Items from a data source
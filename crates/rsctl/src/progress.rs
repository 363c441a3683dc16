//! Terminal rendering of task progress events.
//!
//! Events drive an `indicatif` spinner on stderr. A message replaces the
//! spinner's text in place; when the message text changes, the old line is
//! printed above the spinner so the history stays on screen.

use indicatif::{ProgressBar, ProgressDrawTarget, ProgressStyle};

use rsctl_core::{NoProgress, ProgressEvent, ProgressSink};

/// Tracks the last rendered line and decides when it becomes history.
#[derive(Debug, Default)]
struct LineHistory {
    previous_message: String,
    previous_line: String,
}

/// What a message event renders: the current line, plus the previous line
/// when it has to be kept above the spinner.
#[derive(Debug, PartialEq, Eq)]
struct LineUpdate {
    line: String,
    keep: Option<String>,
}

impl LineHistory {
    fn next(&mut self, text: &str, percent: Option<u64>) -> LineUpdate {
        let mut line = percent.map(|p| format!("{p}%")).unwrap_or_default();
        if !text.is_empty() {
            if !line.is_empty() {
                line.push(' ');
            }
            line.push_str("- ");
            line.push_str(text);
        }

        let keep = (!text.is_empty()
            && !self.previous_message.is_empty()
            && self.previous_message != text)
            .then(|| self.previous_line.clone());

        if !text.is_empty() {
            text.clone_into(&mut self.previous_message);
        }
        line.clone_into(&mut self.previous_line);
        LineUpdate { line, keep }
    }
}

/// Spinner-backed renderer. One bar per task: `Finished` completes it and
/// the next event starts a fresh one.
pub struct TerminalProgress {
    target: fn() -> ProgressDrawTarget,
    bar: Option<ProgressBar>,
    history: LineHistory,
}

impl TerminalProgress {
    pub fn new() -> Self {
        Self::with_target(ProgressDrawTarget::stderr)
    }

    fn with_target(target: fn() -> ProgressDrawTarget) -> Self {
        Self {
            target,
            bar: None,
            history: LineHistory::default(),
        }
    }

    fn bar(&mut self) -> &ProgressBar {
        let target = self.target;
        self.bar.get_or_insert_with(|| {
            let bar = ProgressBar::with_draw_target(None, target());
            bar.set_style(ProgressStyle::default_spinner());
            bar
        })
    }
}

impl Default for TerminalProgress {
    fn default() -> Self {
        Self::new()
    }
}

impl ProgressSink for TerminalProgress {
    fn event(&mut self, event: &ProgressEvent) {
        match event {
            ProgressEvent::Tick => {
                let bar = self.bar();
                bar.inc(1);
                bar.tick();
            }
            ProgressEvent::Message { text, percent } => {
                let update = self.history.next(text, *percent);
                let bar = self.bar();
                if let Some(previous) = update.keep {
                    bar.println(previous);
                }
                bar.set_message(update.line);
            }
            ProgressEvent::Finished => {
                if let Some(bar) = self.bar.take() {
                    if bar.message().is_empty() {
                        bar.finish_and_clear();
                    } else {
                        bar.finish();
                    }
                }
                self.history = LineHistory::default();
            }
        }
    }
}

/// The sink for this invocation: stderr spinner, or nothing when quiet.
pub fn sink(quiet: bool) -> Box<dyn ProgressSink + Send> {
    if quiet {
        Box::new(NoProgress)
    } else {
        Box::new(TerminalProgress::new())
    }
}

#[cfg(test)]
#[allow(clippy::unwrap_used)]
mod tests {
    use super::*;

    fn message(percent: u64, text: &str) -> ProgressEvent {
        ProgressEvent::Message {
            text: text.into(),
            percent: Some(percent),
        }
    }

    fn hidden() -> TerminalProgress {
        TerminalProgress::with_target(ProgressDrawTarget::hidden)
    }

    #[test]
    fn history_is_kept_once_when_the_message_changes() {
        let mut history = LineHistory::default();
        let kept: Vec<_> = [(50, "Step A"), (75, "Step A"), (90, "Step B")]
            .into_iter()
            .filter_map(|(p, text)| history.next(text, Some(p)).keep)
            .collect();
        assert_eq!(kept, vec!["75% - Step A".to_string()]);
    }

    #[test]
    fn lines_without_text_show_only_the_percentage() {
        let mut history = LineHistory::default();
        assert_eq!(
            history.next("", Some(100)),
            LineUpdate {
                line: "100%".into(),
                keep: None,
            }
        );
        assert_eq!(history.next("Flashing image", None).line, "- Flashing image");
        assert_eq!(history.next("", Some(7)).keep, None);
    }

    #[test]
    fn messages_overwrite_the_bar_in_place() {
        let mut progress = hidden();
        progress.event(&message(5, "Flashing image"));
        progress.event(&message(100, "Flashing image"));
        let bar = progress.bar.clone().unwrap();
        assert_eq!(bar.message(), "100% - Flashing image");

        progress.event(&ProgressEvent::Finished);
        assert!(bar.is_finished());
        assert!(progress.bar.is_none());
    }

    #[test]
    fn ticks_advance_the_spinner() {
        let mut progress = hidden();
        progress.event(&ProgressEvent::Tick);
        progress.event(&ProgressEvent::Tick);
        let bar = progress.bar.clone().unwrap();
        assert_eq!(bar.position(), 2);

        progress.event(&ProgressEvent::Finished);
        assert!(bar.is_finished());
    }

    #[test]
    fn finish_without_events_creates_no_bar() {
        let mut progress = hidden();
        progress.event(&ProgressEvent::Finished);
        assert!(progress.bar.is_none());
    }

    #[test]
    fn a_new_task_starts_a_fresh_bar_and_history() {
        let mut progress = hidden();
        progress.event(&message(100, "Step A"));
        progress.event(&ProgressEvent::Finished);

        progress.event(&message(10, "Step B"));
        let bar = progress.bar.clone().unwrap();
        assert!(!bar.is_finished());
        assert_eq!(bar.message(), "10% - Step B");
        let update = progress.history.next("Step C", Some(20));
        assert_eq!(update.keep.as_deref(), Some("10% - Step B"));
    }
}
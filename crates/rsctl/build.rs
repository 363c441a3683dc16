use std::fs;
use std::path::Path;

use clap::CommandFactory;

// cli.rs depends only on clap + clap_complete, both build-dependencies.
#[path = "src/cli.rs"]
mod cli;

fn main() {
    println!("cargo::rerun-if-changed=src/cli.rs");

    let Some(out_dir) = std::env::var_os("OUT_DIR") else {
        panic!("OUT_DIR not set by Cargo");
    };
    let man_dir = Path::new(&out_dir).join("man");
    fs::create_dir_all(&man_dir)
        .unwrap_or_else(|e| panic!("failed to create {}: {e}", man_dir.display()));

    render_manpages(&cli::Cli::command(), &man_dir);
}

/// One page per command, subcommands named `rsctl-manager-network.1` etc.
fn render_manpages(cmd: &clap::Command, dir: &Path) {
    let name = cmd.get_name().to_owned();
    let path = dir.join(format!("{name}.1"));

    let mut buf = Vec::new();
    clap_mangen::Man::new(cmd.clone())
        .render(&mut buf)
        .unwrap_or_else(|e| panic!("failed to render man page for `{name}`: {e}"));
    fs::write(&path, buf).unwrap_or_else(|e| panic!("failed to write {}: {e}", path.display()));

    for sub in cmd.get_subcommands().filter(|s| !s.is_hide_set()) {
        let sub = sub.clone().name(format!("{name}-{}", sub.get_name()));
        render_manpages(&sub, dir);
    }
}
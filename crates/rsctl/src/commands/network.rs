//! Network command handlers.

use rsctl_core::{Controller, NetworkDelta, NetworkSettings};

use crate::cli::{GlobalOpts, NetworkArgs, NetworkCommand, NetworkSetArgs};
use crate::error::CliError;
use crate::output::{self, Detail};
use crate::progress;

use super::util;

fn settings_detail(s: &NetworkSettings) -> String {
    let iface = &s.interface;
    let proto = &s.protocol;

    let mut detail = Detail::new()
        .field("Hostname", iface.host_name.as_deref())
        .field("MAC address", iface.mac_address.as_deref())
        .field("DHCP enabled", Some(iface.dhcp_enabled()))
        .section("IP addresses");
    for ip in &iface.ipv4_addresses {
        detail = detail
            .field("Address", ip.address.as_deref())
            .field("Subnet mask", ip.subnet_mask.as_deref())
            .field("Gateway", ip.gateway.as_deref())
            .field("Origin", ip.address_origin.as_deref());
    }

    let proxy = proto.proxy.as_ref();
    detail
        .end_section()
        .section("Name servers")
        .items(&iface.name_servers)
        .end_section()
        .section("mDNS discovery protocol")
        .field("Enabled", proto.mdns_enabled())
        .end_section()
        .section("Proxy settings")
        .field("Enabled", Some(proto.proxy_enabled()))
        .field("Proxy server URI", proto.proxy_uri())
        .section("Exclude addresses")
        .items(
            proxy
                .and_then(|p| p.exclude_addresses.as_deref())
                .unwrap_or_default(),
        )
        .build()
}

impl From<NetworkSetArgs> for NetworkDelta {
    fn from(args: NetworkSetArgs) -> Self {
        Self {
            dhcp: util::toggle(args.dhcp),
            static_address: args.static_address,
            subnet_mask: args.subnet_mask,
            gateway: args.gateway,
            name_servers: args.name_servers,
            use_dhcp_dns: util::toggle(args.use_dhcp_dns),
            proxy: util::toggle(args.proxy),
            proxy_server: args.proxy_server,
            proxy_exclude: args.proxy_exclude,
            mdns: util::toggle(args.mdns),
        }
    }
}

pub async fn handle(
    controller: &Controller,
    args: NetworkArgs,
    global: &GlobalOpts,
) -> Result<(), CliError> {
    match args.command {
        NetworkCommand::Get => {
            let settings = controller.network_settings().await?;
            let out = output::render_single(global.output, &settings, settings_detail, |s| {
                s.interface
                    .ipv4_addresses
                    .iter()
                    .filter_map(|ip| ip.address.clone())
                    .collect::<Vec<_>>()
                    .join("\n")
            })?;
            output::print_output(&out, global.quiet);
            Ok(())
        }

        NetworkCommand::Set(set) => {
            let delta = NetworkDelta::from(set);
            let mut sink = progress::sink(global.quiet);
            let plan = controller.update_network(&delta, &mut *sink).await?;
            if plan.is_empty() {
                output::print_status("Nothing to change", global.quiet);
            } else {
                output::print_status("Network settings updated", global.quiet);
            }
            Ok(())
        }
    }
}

> [TASK INSTRUCTIONS]:
Note how many lines in the data above have the string "filename" in them, and give that number by itself.

> [SOLUTION]:
3